Required work
Write out exactly the first lines of the listing, ending on the line that contains "Wasserstein GAN training".

┌──

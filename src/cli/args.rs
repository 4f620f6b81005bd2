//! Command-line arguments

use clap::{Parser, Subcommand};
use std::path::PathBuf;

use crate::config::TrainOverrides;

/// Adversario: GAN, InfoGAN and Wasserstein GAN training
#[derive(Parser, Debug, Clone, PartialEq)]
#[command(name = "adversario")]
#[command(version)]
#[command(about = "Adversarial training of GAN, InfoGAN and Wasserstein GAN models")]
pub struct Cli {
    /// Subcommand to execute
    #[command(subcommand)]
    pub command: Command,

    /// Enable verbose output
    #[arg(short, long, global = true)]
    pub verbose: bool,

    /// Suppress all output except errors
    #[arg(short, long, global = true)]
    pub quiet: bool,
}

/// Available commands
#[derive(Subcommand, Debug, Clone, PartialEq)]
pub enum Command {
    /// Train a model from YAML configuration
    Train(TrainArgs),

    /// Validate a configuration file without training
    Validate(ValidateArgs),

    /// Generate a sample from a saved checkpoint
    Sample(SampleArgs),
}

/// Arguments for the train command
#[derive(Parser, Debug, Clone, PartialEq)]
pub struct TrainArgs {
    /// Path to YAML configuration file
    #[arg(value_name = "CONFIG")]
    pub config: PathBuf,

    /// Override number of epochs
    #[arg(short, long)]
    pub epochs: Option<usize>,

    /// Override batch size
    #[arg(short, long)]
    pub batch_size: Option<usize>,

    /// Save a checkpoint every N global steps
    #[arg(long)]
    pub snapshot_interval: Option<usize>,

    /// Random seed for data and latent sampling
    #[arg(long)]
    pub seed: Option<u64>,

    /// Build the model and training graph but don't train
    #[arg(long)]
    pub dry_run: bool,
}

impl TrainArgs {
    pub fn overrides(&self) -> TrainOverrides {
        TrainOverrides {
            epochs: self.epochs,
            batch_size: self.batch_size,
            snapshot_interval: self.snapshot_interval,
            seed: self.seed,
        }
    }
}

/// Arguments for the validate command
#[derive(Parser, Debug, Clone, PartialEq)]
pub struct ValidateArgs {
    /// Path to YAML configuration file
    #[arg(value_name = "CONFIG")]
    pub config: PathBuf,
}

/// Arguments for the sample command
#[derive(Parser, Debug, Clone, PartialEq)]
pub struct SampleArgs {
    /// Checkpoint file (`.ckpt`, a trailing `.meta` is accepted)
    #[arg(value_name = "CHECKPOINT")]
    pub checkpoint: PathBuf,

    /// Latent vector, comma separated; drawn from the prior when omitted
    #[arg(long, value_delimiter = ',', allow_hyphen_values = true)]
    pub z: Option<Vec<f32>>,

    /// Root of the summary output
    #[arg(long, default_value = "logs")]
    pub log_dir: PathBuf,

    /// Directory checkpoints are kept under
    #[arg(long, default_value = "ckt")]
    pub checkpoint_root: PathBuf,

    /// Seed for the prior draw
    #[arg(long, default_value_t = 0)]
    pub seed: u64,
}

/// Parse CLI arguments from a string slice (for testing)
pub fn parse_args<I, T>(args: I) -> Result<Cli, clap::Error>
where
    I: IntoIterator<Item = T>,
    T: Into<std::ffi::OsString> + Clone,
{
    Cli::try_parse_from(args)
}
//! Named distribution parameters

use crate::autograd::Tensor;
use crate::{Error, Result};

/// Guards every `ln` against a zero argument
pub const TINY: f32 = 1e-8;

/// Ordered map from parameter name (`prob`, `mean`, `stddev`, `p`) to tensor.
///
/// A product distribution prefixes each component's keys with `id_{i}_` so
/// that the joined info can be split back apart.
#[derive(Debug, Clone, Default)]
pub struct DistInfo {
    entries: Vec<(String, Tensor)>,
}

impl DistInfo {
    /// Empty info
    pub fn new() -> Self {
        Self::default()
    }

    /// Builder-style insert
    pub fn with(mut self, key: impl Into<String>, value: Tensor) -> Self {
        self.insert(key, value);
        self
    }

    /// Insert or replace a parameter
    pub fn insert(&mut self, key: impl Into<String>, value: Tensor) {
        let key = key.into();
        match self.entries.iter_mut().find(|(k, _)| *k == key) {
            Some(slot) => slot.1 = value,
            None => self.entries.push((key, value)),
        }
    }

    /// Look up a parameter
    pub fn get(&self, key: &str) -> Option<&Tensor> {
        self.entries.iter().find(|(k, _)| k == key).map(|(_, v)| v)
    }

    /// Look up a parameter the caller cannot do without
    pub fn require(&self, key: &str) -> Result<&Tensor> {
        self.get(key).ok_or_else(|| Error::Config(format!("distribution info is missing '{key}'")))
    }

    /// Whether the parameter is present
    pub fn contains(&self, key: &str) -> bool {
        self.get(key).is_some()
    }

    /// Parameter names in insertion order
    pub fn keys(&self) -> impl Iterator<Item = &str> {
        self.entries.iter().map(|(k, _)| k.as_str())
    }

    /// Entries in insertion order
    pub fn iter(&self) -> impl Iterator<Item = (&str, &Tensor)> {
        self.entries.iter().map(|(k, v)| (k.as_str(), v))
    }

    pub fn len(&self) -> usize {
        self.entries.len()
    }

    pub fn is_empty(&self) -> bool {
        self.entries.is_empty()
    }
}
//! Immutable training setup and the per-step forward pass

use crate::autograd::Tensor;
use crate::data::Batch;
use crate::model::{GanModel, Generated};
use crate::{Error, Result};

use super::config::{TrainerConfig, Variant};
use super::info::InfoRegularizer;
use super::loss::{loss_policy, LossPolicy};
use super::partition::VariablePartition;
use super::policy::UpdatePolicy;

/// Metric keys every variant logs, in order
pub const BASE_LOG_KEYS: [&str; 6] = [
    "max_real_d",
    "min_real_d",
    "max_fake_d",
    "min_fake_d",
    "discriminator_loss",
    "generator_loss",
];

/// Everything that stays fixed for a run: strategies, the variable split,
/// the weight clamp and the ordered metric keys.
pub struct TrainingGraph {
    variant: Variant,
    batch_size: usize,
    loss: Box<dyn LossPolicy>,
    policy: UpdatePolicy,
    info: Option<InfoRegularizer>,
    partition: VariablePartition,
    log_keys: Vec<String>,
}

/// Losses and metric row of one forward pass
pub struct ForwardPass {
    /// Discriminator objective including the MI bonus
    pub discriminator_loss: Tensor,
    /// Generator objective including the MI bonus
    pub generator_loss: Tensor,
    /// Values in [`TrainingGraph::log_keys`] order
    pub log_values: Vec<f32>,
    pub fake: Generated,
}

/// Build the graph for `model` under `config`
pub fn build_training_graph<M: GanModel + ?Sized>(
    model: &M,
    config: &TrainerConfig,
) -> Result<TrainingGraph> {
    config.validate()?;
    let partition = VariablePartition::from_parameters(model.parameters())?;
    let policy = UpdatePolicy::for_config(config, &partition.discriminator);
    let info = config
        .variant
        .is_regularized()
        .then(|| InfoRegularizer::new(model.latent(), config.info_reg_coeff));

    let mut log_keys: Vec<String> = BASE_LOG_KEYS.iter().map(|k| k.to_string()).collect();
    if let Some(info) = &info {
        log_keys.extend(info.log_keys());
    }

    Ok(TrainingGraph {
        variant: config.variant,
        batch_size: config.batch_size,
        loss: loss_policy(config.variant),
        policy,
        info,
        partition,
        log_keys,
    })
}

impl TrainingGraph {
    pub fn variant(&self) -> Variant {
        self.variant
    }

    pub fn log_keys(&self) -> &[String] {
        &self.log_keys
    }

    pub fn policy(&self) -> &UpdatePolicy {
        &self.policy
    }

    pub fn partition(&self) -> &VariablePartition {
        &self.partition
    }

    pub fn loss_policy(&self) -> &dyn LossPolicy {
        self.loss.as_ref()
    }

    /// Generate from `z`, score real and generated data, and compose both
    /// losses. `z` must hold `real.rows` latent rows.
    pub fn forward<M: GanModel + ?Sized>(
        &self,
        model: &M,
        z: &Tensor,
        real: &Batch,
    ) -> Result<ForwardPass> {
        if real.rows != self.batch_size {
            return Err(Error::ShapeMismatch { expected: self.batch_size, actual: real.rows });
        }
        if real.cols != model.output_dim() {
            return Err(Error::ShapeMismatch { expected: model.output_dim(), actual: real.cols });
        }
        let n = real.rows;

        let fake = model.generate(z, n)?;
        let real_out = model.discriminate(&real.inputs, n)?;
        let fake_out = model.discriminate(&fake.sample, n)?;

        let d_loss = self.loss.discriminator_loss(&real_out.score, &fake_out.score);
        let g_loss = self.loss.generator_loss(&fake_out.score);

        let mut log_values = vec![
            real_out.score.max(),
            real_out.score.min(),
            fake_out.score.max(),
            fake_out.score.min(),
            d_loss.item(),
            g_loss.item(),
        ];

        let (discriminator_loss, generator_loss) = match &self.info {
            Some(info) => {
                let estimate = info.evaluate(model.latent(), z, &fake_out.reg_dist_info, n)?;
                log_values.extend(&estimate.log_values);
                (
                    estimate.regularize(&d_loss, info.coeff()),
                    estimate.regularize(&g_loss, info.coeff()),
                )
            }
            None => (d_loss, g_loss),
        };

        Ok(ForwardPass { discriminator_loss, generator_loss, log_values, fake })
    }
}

└──

Solution
filename src/cli/args.rs
repository 4f620f6b81005bd2
//! Command-line arguments

use clap::{Parser, Subcommand};
use std::path::PathBuf;

use crate::config::TrainOverrides;

/// Adversario: GAN, InfoGAN and Wasserstein GAN training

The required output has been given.